[Aim of the exercise] Search the entries below. Return every line that has "OutputMode" in it.

(Stored data entries)
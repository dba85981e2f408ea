mod accounts_text;
mod analyze_text;
mod error_text;
mod format;
mod import_text;
mod json;
mod mode;
mod report_text;

use std::io;

use bankbuddy_client::{ClientError, SuccessEnvelope};

use crate::stdout_io::write_stdout_line;

pub use mode::{OutputMode, mode_for_command};

pub fn print_success(success: &SuccessEnvelope, mode: OutputMode) -> io::Result<()> {
    let body = match mode {
        OutputMode::Text => render_text_success(success)?,
        OutputMode::Json => json::render_success_json(success)?,
    };
    write_stdout_line(&body)
}

pub fn print_failure(error: &ClientError, mode: OutputMode) -> io::Result<()> {
    let body = match mode {
        OutputMode::Json => json::render_error_json(error)?,
        OutputMode::Text => error_text::render_error(error),
    };
    write_stdout_line(&body)
}

fn render_text_success(success: &SuccessEnvelope) -> io::Result<String> {
    match success.command.as_str() {
        "account list" => accounts_text::render_accounts(&success.data),
        "import" => import_text::render_import_run(&success.data),
        "import list" => import_text::render_import_list(&success.data),
        "analyze" => analyze_text::render_analyze(&success.data),
        "report" => report_text::render_report(&success.data),
        _ => Err(io::Error::other(format!(
            "unsupported text output command `{}`",
            success.command
        ))),
    }
}
use std::path::Path;

use chrono::NaiveDate;

use crate::analysis::date::parse_iso_date_strict;
use crate::analysis::types::LedgerTransaction;
use crate::report::{DEFAULT_RECENT_DAYS, MAX_RECENT_DAYS, latest_posted_at};
use crate::setup::{SetupContext, ensure_initialized_with_home_override};
use crate::split::{DEFAULT_PERSON1_NAME, DEFAULT_PERSON2_NAME, SplitParties, SplitRatio};
use crate::{ClientError, ClientResult};

/// Splitting and window arguments shared by `analyze` and `report`.
#[derive(Debug, Clone, Default)]
pub struct SplitArgs {
    pub person1_name: Option<String>,
    pub person2_name: Option<String>,
    /// Person 1's share, e.g. `60` or `62.5%`.
    pub person1_percentage: Option<String>,
    pub days: Option<i64>,
    /// `YYYY-MM-DD`; defaults to the latest stored transaction date.
    pub as_of: Option<String>,
}

pub(crate) fn load_setup(home_override: Option<&Path>) -> ClientResult<SetupContext> {
    ensure_initialized_with_home_override(home_override)
}

pub(crate) fn resolve_parties(args: &SplitArgs, command: &str) -> ClientResult<SplitParties> {
    let person1_name = resolve_name(
        args.person1_name.as_deref(),
        DEFAULT_PERSON1_NAME,
        "--person1-name",
        command,
    )?;
    let person2_name = resolve_name(
        args.person2_name.as_deref(),
        DEFAULT_PERSON2_NAME,
        "--person2-name",
        command,
    )?;
    let ratio = match args.person1_percentage.as_deref() {
        Some(raw) => SplitRatio::parse(raw)?,
        None => SplitRatio::even(),
    };

    Ok(SplitParties {
        person1_name,
        person2_name,
        ratio,
    })
}

pub(crate) fn resolve_recent_days(days: Option<i64>, command: &str) -> ClientResult<i64> {
    let value = days.unwrap_or(DEFAULT_RECENT_DAYS);
    if !(1..=MAX_RECENT_DAYS).contains(&value) {
        return Err(ClientError::invalid_argument_for_command(
            &format!("`--days` must be between 1 and {MAX_RECENT_DAYS}; got {value}."),
            Some(command),
        ));
    }
    Ok(value)
}

/// The supplied date, else the latest stored date. Never the wall clock, so
/// output stays a function of the stored rows.
pub(crate) fn resolve_as_of(
    as_of: Option<&str>,
    transactions: &[LedgerTransaction],
    command: &str,
) -> ClientResult<NaiveDate> {
    if let Some(raw) = as_of {
        return parse_iso_date_strict(raw.trim(), "--as-of", command);
    }
    latest_posted_at(transactions).ok_or_else(ClientError::ledger_empty)
}

fn resolve_name(
    value: Option<&str>,
    default: &str,
    flag: &str,
    command: &str,
) -> ClientResult<String> {
    let Some(raw) = value else {
        return Ok(default.to_string());
    };
    let trimmed = raw.trim();
    if trimmed.is_empty() {
        return Err(ClientError::invalid_argument_for_command(
            &format!("`{flag}` must not be empty."),
            Some(command),
        ));
    }
    Ok(trimmed.to_string())
}

#[cfg(test)]
mod tests {
    use chrono::NaiveDate;
    use rust_decimal::Decimal;

    use super::{SplitArgs, resolve_as_of, resolve_parties, resolve_recent_days};
    use crate::analysis::types::LedgerTransaction;

    #[test]
    fn parties_default_to_an_even_split() {
        let parties = resolve_parties(&SplitArgs::default(), "analyze");
        assert!(parties.is_ok());
        if let Ok(parties) = parties {
            assert_eq!(parties.person1_name, "Person 1");
            assert_eq!(parties.person2_name, "Person 2");
            assert_eq!(parties.ratio.person1_percentage(), Decimal::from(50));
        }
    }

    #[test]
    fn blank_names_and_bad_windows_are_rejected() {
        let args = SplitArgs {
            person2_name: Some("  ".to_string()),
            ..SplitArgs::default()
        };
        assert!(resolve_parties(&args, "report").is_err());
        assert!(resolve_recent_days(Some(0), "report").is_err());
        assert!(matches!(resolve_recent_days(None, "report"), Ok(30)));
    }

    #[test]
    fn oversized_windows_are_rejected() {
        assert!(matches!(resolve_recent_days(Some(36_500), "analyze"), Ok(36_500)));
        let result = resolve_recent_days(Some(1_000_000_000), "analyze");
        assert!(result.is_err());
        if let Err(error) = result {
            assert_eq!(error.code, "invalid_argument");
            assert!(error.message.contains("1000000000"));
        }
    }

    #[test]
    fn as_of_defaults_to_latest_stored_date() {
        let rows = vec![LedgerTransaction {
            txn_id: "txn_1".to_string(),
            account_key: "team_cc".to_string(),
            posted_at: NaiveDate::from_ymd_opt(2025, 3, 31).unwrap_or(NaiveDate::MIN),
            description: "X".to_string(),
            amount: Decimal::ONE,
            category: None,
        }];
        assert_eq!(
            resolve_as_of(None, &rows, "report").ok(),
            NaiveDate::from_ymd_opt(2025, 3, 31)
        );
        assert!(resolve_as_of(Some("2025-02-30"), &rows, "report").is_err());

        let empty = resolve_as_of(None, &[], "report");
        assert!(matches!(empty, Err(ref error) if error.code == "ledger_empty"));
    }
}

[Written response]
pub use mode::{OutputMode, mode_for_command};
pub fn print_success(success: &SuccessEnvelope, mode: OutputMode) -> io::Result<()> {
        OutputMode::Text => render_text_success(success)?,
        OutputMode::Json => json::render_success_json(success)?,
pub fn print_failure(error: &ClientError, mode: OutputMode) -> io::Result<()> {
        OutputMode::Json => json::render_error_json(error)?,
        OutputMode::Text => error_text::render_error(error),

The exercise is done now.